Music is the shared language that connects us. It crosses boundaries, bridges divides and helps us understand one another. In a time when it feels too many of us have lost the ability to understand one another, music matters more than ever.
It is woven into the fabric of our national life. In the UK, a live gig or concert takes place every 137 seconds. It accompanies our celebrations and our sorrows, marks our milestones and brings people together.
We are rightly proud that the UK is one of the world’s three largest exporters of music, producing artists who light up the world. Music is not simply one of our greatest success stories, it matters deeply to who we are as a nation.
But music’s value cannot be measured only by chart success or export figures. It is a civic space - as important as any high street or town hall - where communities come together, where young people discover confidence and creativity, and where new ideas flourish. When someone is excluded from a life animated by music, we all lose. Our culture is poorer, our communities are weaker, and we miss the talent that might otherwise have enriched so many lives.
That is why this plan is rooted in one simple principle: music belongs to everyone. It is broad and inclusive. It should never be the preserve of those whose parents can afford lessons or instruments. Every child deserves the chance to experience the richer, larger life that music can bring.
Nowhere is that more important than for children in care. We are their corporate parents and we should be as ambitious for them as every parent is for their child. Like sport, art, dance and drama, music can be the lifeline that sustains them at the most difficult moments of their lives. We owe it to them to ensure those opportunities are not the exception but the expectation.
We celebrate the artists who represent Britain on the world stage. Ed Sheeran, Adele, Harry Styles, Stormzy, Dua Lipa and so many others. But great artists do not emerge by accident. No man - or woman - is an island. The success of every great artist rests on the support of someone who believed in them - a teacher, a parent, another artist or a friend - great venues, communities who back them, audiences who care.
Every headline act started somewhere, often in the grassroots music venues where they learned their craft. Yet those foundations have come under increasing pressure. In the last decade, creativity has too often been pushed out of classrooms and communities. The number of young people taking arts subjects at GCSE has fallen dramatically. Grassroots venues have struggled to survive, leaving too many towns and cities without the places where musicians develop their skills and audiences discover something new.
As Paul Simon once sang, “Every generation throws a hero up the pop charts.” But pop is getting posher, and that must change. We are not short of talent. But while talent is everywhere, opportunity is not. So after a decade when culture and creativity was erased from the classroom and the community, we have wasted no time putting music back at the heart of the curriculum, investing in creative careers and rebuilding opportunities for young people in every part of the country.
Through this government’s new programme, Every Child Can, we will stop at nothing to ensure that every child can find their spark, through new initiatives such as turning our incredible network of libraries into music lending libraries and a creative mentoring programme for children in care. We are strengthening the ecosystem that supports talent from schools to grassroots venues and from rehearsal rooms to recording studios because success depends on every part of that journey.

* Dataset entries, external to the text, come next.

//! Slippage padding and liquidity caps for repayments.
//!
//! Swap-funded and cross-asset repayments go through a flash-loan reservoir
//! and a router quote, both of which bound how much debt can be settled in a
//! single transaction. This module turns those bounds into the largest
//! position amount the user may select and explains the cap.

use std::fmt;

use alloy_primitives::U256;

use crate::error::SimError;
use crate::math::{min, mul_div_down, w_div_down, w_mul_down, WAD};
use crate::repay::{fixed_repay_position, RepaySnapshot};

/// Padding divisor for routine rounding (1 ppm).
pub const ROUTINE_PADDING_DIVISOR: u64 = 1_000_000;

/// Padding divisor for swap amounts (0.1%).
pub const SWAP_SLIPPAGE_DIVISOR: u64 = 1_000;

/// Max-repay padding for native and cross-asset repayments (1.001).
pub const REPAY_SLIPPAGE: U256 = U256::from_limbs([1_001_000_000_000_000_000, 0, 0, 0]);

/// Max-repay padding for debt rollovers (1.05).
pub const ROLL_DEBT_SLIPPAGE: U256 = U256::from_limbs([1_050_000_000_000_000_000, 0, 0, 0]);

/// Dust added to the cross-repay max amount in.
pub const CROSS_REPAY_DUST: u64 = 69;

/// `amount + max(amount / divisor, 1)`.
pub fn pad_input(amount: U256, divisor: u64) -> Result<U256, SimError> {
    if divisor == 0 {
        return Err(SimError::DivisionByZero);
    }
    let padding = (amount / U256::from(divisor)).max(U256::from(1));
    amount.checked_add(padding).ok_or(SimError::ArithmeticOverflow)
}

/// Pads `amount` by a WAD slippage factor.
pub fn apply_slippage(amount: U256, slippage: U256) -> Result<U256, SimError> {
    w_mul_down(amount, slippage)
}

/// Removes a WAD slippage factor from `amount`.
pub fn remove_slippage(amount: U256, slippage: U256) -> Result<U256, SimError> {
    w_div_down(amount, slippage)
}

/// Usable share (99%) of the flash-loan reservoir balance.
pub fn liquidity_ceiling(reservoir_balance: U256) -> Result<U256, SimError> {
    mul_div_down(reservoir_balance, U256::from(990), U256::from(1000))
}

/// Usable share (97%) of an indicative quote's output.
pub fn available_for_repayment(quoted_to_amount: U256) -> Result<U256, SimError> {
    mul_div_down(quoted_to_amount, U256::from(97), U256::from(100))
}

/// Max amount of collateral a cross repay may pull for a route.
pub fn cross_repay_max_amount_in(route_from_amount: U256) -> Result<U256, SimError> {
    mul_div_down(route_from_amount, REPAY_SLIPPAGE, WAD)?
        .checked_add(U256::from(CROSS_REPAY_DUST))
        .ok_or(SimError::ArithmeticOverflow)
}

/// Largest position amount the available funds can settle.
///
/// `min(fixed_repay_position(min(ceiling, available) / slippage), position_value)`
pub fn max_repay_input(
    repay: &RepaySnapshot,
    ceiling: U256,
    available: U256,
    position_value: U256,
    slippage: U256,
    now: u64,
) -> Result<U256, SimError> {
    if available.is_zero() {
        return Ok(U256::ZERO);
    }
    let spendable = remove_slippage(min(ceiling, available), slippage)?;
    Ok(min(fixed_repay_position(repay, spendable, now)?, position_value))
}

/// Why the repay amount is capped where it is.
#[derive(Debug, Clone, Copy, PartialEq, Eq)]
pub enum RepayHint {
    /// The whole debt fits in one payment
    FullRepayment,
    /// The cap comes from the funds available to the user
    MaximumAmount,
    /// The debt exceeds what the reservoir can lend in one transaction
    SplitIntoSmallerPayments,
}

impl fmt::Display for RepayHint {
    fn fmt(&self, f: &mut fmt::Formatter<'_>) -> fmt::Result {
        match self {
            Self::FullRepayment => write!(f, "full debt repayment"),
            Self::MaximumAmount => write!(f, "maximum amount selected"),
            Self::SplitIntoSmallerPayments => write!(f, "split into smaller payments"),
        }
    }
}

/// Cap on a single repayment.
#[derive(Debug, Clone, Copy, PartialEq, Eq)]
pub struct RepayCap {
    pub effective_max: U256,
    pub can_pay_full_debt: bool,
    pub hint: RepayHint,
}

/// A user selection after capping.
#[derive(Debug, Clone, Copy, PartialEq, Eq)]
pub struct Selection {
    pub amount: U256,
    pub max_reached: bool,
}

impl RepayCap {
    pub fn new(max_repay_input: U256, total_position_repay: U256, ceiling: U256) -> Self {
        let can_pay_full_debt = !total_position_repay.is_zero() && max_repay_input >= total_position_repay;
        let hint = if can_pay_full_debt {
            RepayHint::FullRepayment
        } else if total_position_repay > ceiling {
            RepayHint::SplitIntoSmallerPayments
        } else {
            RepayHint::MaximumAmount
        };
        Self {
            effective_max: min(max_repay_input, total_position_repay),
            can_pay_full_debt,
            hint,
        }
    }

    /// Clamps a requested amount to the cap.
    pub fn clamp(&self, requested: U256) -> Selection {
        Selection {
            amount: min(requested, self.effective_max),
            max_reached: requested >= self.effective_max,
        }
    }
}
//! Smart account, plugin, proposal manager and account previewer bindings.

use alloy::sol;

sol! {
    #[sol(rpc)]
    interface IExaAccount {
        struct Call {
            address target;
            uint256 value;
            bytes data;
        }

        error NotNext();
        error NoProposal();
        error Timelocked();

        function getInstalledPlugins() external view returns (address[] memory);
        function executeBatch(Call[] calldata calls) external payable returns (bytes[] memory);
        function propose(address market, uint256 amount, uint8 proposalType, bytes calldata data) external;
        function executeProposal(uint256 nonce) external;
        function repay(uint256 maturity) external;
        function crossRepay(uint256 maturity, address collateral) external;
    }

    #[sol(rpc)]
    interface IProposalManager {
        function delay() external view returns (uint256);
        function nonces(address account) external view returns (uint256);
        function queueNonces(address account) external view returns (uint256);
    }

    #[sol(rpc)]
    interface IExaPreviewer {
        struct Proposal {
            uint256 amount;
            address market;
            uint256 timestamp;
            uint8 proposalType;
            bytes data;
        }

        struct PendingProposal {
            uint256 nonce;
            Proposal proposal;
            uint256 unlock;
        }

        function pendingProposals(address account) external view returns (PendingProposal[] memory);
    }
}
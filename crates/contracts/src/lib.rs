//! Contract bindings and settlement calldata for fixed-rate credit accounts.
//!
//! This crate provides Solidity bindings for the lending markets, the smart
//! account and its proposal manager, plus pure builders that turn repayment
//! decisions into [`PreparedCall`]s.
//!
//! # Example
//!
//! ```
//! use alloy::primitives::{Address, U256};
//! use exa_credit_contracts::settlement;
//!
//! let account = Address::repeat_byte(0xaa);
//! let usdc_market = Address::repeat_byte(0xbb);
//! let call = settlement::repay_proposal(
//!     account,
//!     usdc_market,
//!     2_419_200_000,
//!     U256::from(100_000_000u64),
//!     U256::from(100_100_000u64),
//! );
//! assert_eq!(call.to, account);
//! ```

pub mod account;
pub mod erc20;
pub mod error;
pub mod market;
pub mod prepared_call;
pub mod proposal;
pub mod provider;
pub mod settlement;

pub use error::{ContractError, Result};
pub use prepared_call::PreparedCall;
pub use proposal::{ProposalPayload, ProposalType, QueuedProposal};
pub use provider::HttpProvider;
pub use settlement::SwapRoute;
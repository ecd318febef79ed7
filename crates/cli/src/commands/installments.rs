//! Installments command implementation.

use anyhow::Result;
use exa_credit_api::{ExaClient, ExaClientConfig};

use crate::cli::{InstallmentsArgs, OutputFormat};
use crate::commands::settlement_config;
use crate::output::{format_installments_table, installments_json};
use crate::units::parse_amount;

pub async fn run_installments(args: &InstallmentsArgs, format: OutputFormat) -> Result<()> {
    let client = ExaClient::with_config(
        ExaClientConfig::new()
            .with_rpc_url(&args.deployment.rpc_url)
            .with_settlement_config(settlement_config(&args.deployment)),
    )?;

    let decimals = client.debt_market(None).await?.decimals;
    let principal = parse_amount(&args.amount, decimals)?;
    if principal.is_zero() {
        anyhow::bail!("Amount must be greater than zero");
    }
    let plan = client.installments(principal, args.count).await?;

    match format {
        OutputFormat::Table => {
            println!("{}", format_installments_table(&plan, decimals));
        }
        OutputFormat::Json => {
            let json = serde_json::to_string_pretty(&installments_json(&plan, decimals))?;
            println!("{}", json);
        }
    }

    Ok(())
}
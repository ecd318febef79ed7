//! Repayment quote polling.
//!
//! A [`QuotePipeline`] runs two independent polls, the liquidity probe
//! (indicative) and the firm quote, each as its own task publishing through a
//! `watch` channel. Setting an identical request is a no-op, so each poll has
//! at most one request in flight per key. A failed fetch records its error
//! but keeps the last successful route.

use std::sync::Arc;
use std::time::Duration;

use tokio::sync::{watch, Notify, RwLock};
use tokio::task::JoinHandle;
use tracing::{debug, warn};

use crate::denylist::Denylist;
use crate::router::{QuoteRequest, RepaymentRoute, RouterQuoter};

/// Which poll a state belongs to.
#[derive(Debug, Clone, Copy, PartialEq, Eq, Hash)]
pub enum QuoteKind {
    Indicative,
    Firm,
}

/// Latest result of a poll.
#[derive(Debug, Clone, Default, PartialEq, Eq)]
pub struct QuoteState {
    /// Request that produced `route`
    pub request: Option<QuoteRequest>,
    pub route: Option<RepaymentRoute>,
    /// Error of the most recent fetch, cleared by the next success
    pub last_error: Option<String>,
    pub fetching: bool,
}

impl QuoteState {
    /// The route if it answers `request` and its tool is not denied.
    pub fn route_for(&self, request: &QuoteRequest, denylist: &Denylist) -> Option<&RepaymentRoute> {
        match (&self.request, &self.route) {
            (Some(answered), Some(route)) if answered == request && !denylist.contains(&route.tool) => Some(route),
            _ => None,
        }
    }
}

struct QuotePoll {
    request_tx: watch::Sender<Option<QuoteRequest>>,
    state_rx: watch::Receiver<QuoteState>,
    refresh: Arc<Notify>,
    handle: JoinHandle<()>,
}

impl QuotePoll {
    fn spawn(
        kind: QuoteKind,
        quoter: Arc<dyn RouterQuoter>,
        denylist: Arc<RwLock<Denylist>>,
        interval: Duration,
    ) -> Self {
        let (request_tx, request_rx) = watch::channel(None);
        let (state_tx, state_rx) = watch::channel(QuoteState::default());
        let refresh = Arc::new(Notify::new());
        let handle = tokio::spawn(run_poll(
            kind,
            quoter,
            denylist,
            interval,
            request_rx,
            state_tx,
            Arc::clone(&refresh),
        ));
        Self {
            request_tx,
            state_rx,
            refresh,
            handle,
        }
    }

    fn set(&self, request: Option<QuoteRequest>) {
        self.request_tx.send_if_modified(|current| {
            if *current == request {
                false
            } else {
                *current = request;
                true
            }
        });
    }
}

impl Drop for QuotePoll {
    fn drop(&mut self) {
        self.handle.abort();
    }
}

async fn fetch(
    kind: QuoteKind,
    quoter: &dyn RouterQuoter,
    request: &QuoteRequest,
    deny: &[String],
) -> crate::error::Result<RepaymentRoute> {
    match kind {
        QuoteKind::Indicative => quoter.quote_indicative(request, deny).await,
        QuoteKind::Firm => quoter.quote_firm(request, deny).await,
    }
}

async fn run_poll(
    kind: QuoteKind,
    quoter: Arc<dyn RouterQuoter>,
    denylist: Arc<RwLock<Denylist>>,
    interval: Duration,
    mut request_rx: watch::Receiver<Option<QuoteRequest>>,
    state_tx: watch::Sender<QuoteState>,
    refresh: Arc<Notify>,
) {
    loop {
        let request = request_rx.borrow_and_update().clone();
        if let Some(request) = request {
            let deny = denylist.read().await.to_vec();
            state_tx.send_modify(|s| s.fetching = true);
            debug!(?kind, amount = %request.amount, denied = deny.len(), "polling quote");

            match fetch(kind, quoter.as_ref(), &request, &deny).await {
                Ok(route) => {
                    debug!(?kind, tool = %route.tool, to_amount = %route.to_amount, "quote received");
                    state_tx.send_modify(|s| {
                        s.request = Some(request);
                        s.route = Some(route);
                        s.last_error = None;
                        s.fetching = false;
                    });
                }
                Err(e) => {
                    warn!(?kind, error = %e, "quote failed, keeping last route");
                    state_tx.send_modify(|s| {
                        s.last_error = Some(e.to_string());
                        s.fetching = false;
                    });
                }
            }
        }

        tokio::select! {
            () = tokio::time::sleep(interval) => {}
            () = refresh.notified() => {}
            changed = request_rx.changed() => {
                if changed.is_err() {
                    break;
                }
            }
        }
    }
}

/// The liquidity probe and firm quote polls of one session.
pub struct QuotePipeline {
    probe: QuotePoll,
    firm: QuotePoll,
}

impl QuotePipeline {
    /// Spawns both polls on the current runtime.
    pub fn spawn(quoter: Arc<dyn RouterQuoter>, denylist: Arc<RwLock<Denylist>>, interval: Duration) -> Self {
        Self {
            probe: QuotePoll::spawn(
                QuoteKind::Indicative,
                Arc::clone(&quoter),
                Arc::clone(&denylist),
                interval,
            ),
            firm: QuotePoll::spawn(QuoteKind::Firm, quoter, denylist, interval),
        }
    }

    /// Sets or disables the liquidity probe.
    pub fn set_probe(&self, request: Option<QuoteRequest>) {
        self.probe.set(request);
    }

    /// Sets or disables the firm quote.
    pub fn set_firm(&self, request: Option<QuoteRequest>) {
        self.firm.set(request);
    }

    pub fn probe(&self) -> QuoteState {
        self.probe.state_rx.borrow().clone()
    }

    pub fn firm(&self) -> QuoteState {
        self.firm.state_rx.borrow().clone()
    }

    pub fn subscribe(&self, kind: QuoteKind) -> watch::Receiver<QuoteState> {
        match kind {
            QuoteKind::Indicative => self.probe.state_rx.clone(),
            QuoteKind::Firm => self.firm.state_rx.clone(),
        }
    }

    /// Refetches both quotes now instead of at the next tick.
    pub fn refresh(&self) {
        self.probe.refresh.notify_one();
        self.firm.refresh.notify_one();
    }

    /// Stops both polls. Later state is frozen.
    pub fn shutdown(&self) {
        self.probe.handle.abort();
        self.firm.handle.abort();
    }
}

#[cfg(test)]
mod tests {
    use super::*;
    use crate::error::{ApiError, Result};
    use alloy_primitives::{Address, Bytes, U256};
    use async_trait::async_trait;
    use std::sync::atomic::{AtomicUsize, Ordering};
    use std::sync::Mutex;

    #[derive(Default)]
    struct ScriptedQuoter {
        calls: AtomicUsize,
        fail_after: Option<usize>,
        denied: Mutex<Vec<Vec<String>>>,
    }

    impl ScriptedQuoter {
        fn respond(&self, request: &QuoteRequest, deny: &[String]) -> Result<RepaymentRoute> {
            let call = self.calls.fetch_add(1, Ordering::SeqCst);
            self.denied.lock().unwrap().push(deny.to_vec());
            if self.fail_after.is_some_and(|n| call >= n) {
                return Err(ApiError::QuoteUnavailable("no route".to_string()));
            }
            Ok(RepaymentRoute {
                from_amount: request.amount,
                to_amount: request.amount,
                call_data: Bytes::from(vec![1]),
                tool: "paraswap".to_string(),
                to: Address::repeat_byte(0x55),
                value: U256::ZERO,
                gas_limit: None,
                chain_id: 10,
            })
        }
    }

    #[async_trait]
    impl RouterQuoter for ScriptedQuoter {
        async fn quote_indicative(&self, request: &QuoteRequest, deny: &[String]) -> Result<RepaymentRoute> {
            self.respond(request, deny)
        }

        async fn quote_firm(&self, request: &QuoteRequest, deny: &[String]) -> Result<RepaymentRoute> {
            self.respond(request, deny)
        }
    }

    fn request(amount: u64) -> QuoteRequest {
        QuoteRequest {
            from_token: Address::repeat_byte(1),
            to_token: Address::repeat_byte(2),
            amount: U256::from(amount),
            from_address: Address::repeat_byte(3),
            to_address: Address::repeat_byte(3),
        }
    }

    const LONG: Duration = Duration::from_secs(3600);

    #[tokio::test]
    async fn test_identical_requests_fetch_once() {
        let quoter = Arc::new(ScriptedQuoter::default());
        let pipeline = QuotePipeline::spawn(quoter.clone(), Arc::default(), LONG);

        pipeline.set_firm(Some(request(100)));
        let mut rx = pipeline.subscribe(QuoteKind::Firm);
        rx.wait_for(|s| s.route.is_some()).await.unwrap();

        pipeline.set_firm(Some(request(100)));
        tokio::time::sleep(Duration::from_millis(50)).await;
        assert_eq!(quoter.calls.load(Ordering::SeqCst), 1);

        pipeline.set_firm(Some(request(200)));
        rx.wait_for(|s| s.request == Some(request(200))).await.unwrap();
        assert_eq!(quoter.calls.load(Ordering::SeqCst), 2);
    }

    #[tokio::test]
    async fn test_failure_keeps_last_successful_route() {
        let quoter = Arc::new(ScriptedQuoter {
            fail_after: Some(1),
            ..ScriptedQuoter::default()
        });
        let pipeline = QuotePipeline::spawn(quoter.clone(), Arc::default(), LONG);
        let mut rx = pipeline.subscribe(QuoteKind::Indicative);

        pipeline.set_probe(Some(request(100)));
        rx.wait_for(|s| s.route.is_some()).await.unwrap();

        pipeline.refresh();
        rx.wait_for(|s| s.last_error.is_some()).await.unwrap();

        let state = pipeline.probe();
        assert_eq!(state.route.map(|r| r.to_amount), Some(U256::from(100u64)));
        assert_eq!(state.request, Some(request(100)));
    }

    #[tokio::test]
    async fn test_polls_on_interval() {
        let quoter = Arc::new(ScriptedQuoter::default());
        let pipeline = QuotePipeline::spawn(quoter.clone(), Arc::default(), Duration::from_millis(10));
        pipeline.set_probe(Some(request(1)));

        tokio::time::timeout(Duration::from_secs(5), async {
            while quoter.calls.load(Ordering::SeqCst) < 3 {
                tokio::time::sleep(Duration::from_millis(5)).await;
            }
        })
        .await
        .unwrap();
        // the firm poll never ran
        assert!(pipeline.firm().route.is_none());
    }

    #[tokio::test]
    async fn test_denylist_is_sent_with_requests() {
        let quoter = Arc::new(ScriptedQuoter::default());
        let denylist: Arc<RwLock<Denylist>> = Arc::default();
        let pipeline = QuotePipeline::spawn(quoter.clone(), Arc::clone(&denylist), LONG);
        let mut rx = pipeline.subscribe(QuoteKind::Firm);

        pipeline.set_firm(Some(request(100)));
        rx.wait_for(|s| s.route.is_some()).await.unwrap();

        denylist.write().await.insert("paraswap");
        pipeline.refresh();
        tokio::time::timeout(Duration::from_secs(5), async {
            while quoter.calls.load(Ordering::SeqCst) < 2 {
                tokio::time::sleep(Duration::from_millis(5)).await;
            }
        })
        .await
        .unwrap();

        let denied = quoter.denied.lock().unwrap().clone();
        assert!(denied[0].is_empty());
        assert_eq!(denied[1], vec!["paraswap".to_string()]);
    }

    #[test]
    fn test_route_for_requires_matching_request_and_allowed_tool() {
        let mut state = QuoteState {
            request: Some(request(100)),
            route: ScriptedQuoter::default().respond(&request(100), &[]).ok(),
            ..QuoteState::default()
        };
        let mut denylist = Denylist::new();
        assert!(state.route_for(&request(100), &denylist).is_some());
        assert!(state.route_for(&request(101), &denylist).is_none());

        denylist.insert("paraswap");
        assert!(state.route_for(&request(100), &denylist).is_none());

        state.route = None;
        assert!(state.route_for(&request(100), &Denylist::new()).is_none());
    }
}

Thriving music depends on thriving places. These places and spaces are for us, an integral part of our civic inheritance that should be protected, nurtured and defended. In my town, Wigan, that gave us brass bands, Northern Soul and The Verve, almost all the venues that bands cut their teeth in have disappeared. This cannot be right. We were the first government to back a voluntary grassroots levy to support our venues, but we will do more, whether it’s defending our venues against noise complaints or reforming the system so more money flows to the grassroots.
To everyone who makes music happen - this government is on your side. And to the fans who make the UK music scene the best in the world, this plan is for you. We will stamp out ticket touts who are causing misery in the industry and we will always have your back.
Because when everyone has the chance to make, perform and enjoy music, we do more than create great artists. We build stronger communities, broaden opportunity, strengthen our national story and ensure that Britain’s music continues to light up the world for generations to come.